To Bright Disturbances digital brochure

Page 1


September 25 - December 13, 2025

Curated by Jackie Im

Carmen Argote

Sky Hopinka

Kija Lucas

Aspen Mays

Bonnie Ora Sherk

your furtive excess open to bright disturbances in a world well past the limit
–Cecily Nicholson, “Crowd Source”

To Bright Disturbances explores land use, and in particular, the ways we utilize the land that can be at many times extractive, devastating, and yet also restorative. How do we reckon with what we have already done, and how do we move forward?

The title of the exhibition comes from the poem “Crowd Source” by Canadian poet and activist Cecily Nicholson. In the poem, Nicholson draws parallels between the movement and sociability of crows with that of humans. How the collective can share fear and danger, but also reclamation and possibility. The works in the exhibition similarly explore how we exist with the land and with nature—we can be harbingers of harm or of renewal.
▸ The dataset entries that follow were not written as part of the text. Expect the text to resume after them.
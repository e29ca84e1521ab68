/// Summary statistics over readings with gaps.
pub struct Statistics;

impl Statistics {
    /// Mean of the defined readings, `None` when every reading is absent.
    pub fn mean(values: &[Option<f64>]) -> Option<f64> {
        let mut sum = 0.0;
        let mut count = 0usize;
        for v in values.iter().flatten() {
            sum += v;
            count += 1;
        }
        if count == 0 {
            None
        } else {
            Some(sum / count as f64)
        }
    }

    pub fn min_max(values: &[Option<f64>]) -> Option<(f64, f64)> {
        let mut defined = values.iter().flatten();
        let first = *defined.next()?;
        let mut min = first;
        let mut max = first;
        for &v in defined {
            min = min.min(v);
            max = max.max(v);
        }
        Some((min, max))
    }

    pub fn defined_count(values: &[Option<f64>]) -> usize {
        values.iter().flatten().count()
    }
}
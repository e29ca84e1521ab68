pub mod director;
pub mod frame;

pub use director::*;
pub use frame::*;
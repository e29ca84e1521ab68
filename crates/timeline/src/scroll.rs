use foundation::progress::Progress;

/// Linear mapping between page scroll distance and timeline progress.
#[derive(Debug, Copy, Clone, PartialEq)]
pub struct ScrollMap {
    pub pixels_per_unit: f64,
}

impl ScrollMap {
    pub fn new(pixels_per_unit: f64) -> Self {
        Self { pixels_per_unit }
    }

    /// Timeline position for a scroll offset in pixels.
    ///
    /// Offsets before the pinned region map to the timeline start.
    pub fn progress_at(&self, scroll_px: f64) -> Progress {
        Progress((scroll_px / self.pixels_per_unit).max(0.0))
    }

    /// Scrollable distance needed to play a timeline of `duration` units.
    pub fn scroll_extent_px(&self, duration: f64) -> f64 {
        duration * self.pixels_per_unit
    }
}
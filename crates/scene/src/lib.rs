pub mod components;
pub mod element;
pub mod stage;

pub use stage::*;
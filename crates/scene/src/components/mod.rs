pub mod geometry;
pub mod opacity;
pub mod text;

pub use geometry::*;
pub use opacity::*;
pub use text::*;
The work to reconcile how we worked the land is bound or, to borrow a term from interdisciplinary scholar Banu Subramaniam, embrangled in the histories of colonialism, trade, and labor. In Botany of Empire, Subramaniam states, a true biological reckoning acknowledges that we are a damaged planet, all refugees of a ravaged naturecultural colonial past, seeking to salvage our naturecultural present and futures.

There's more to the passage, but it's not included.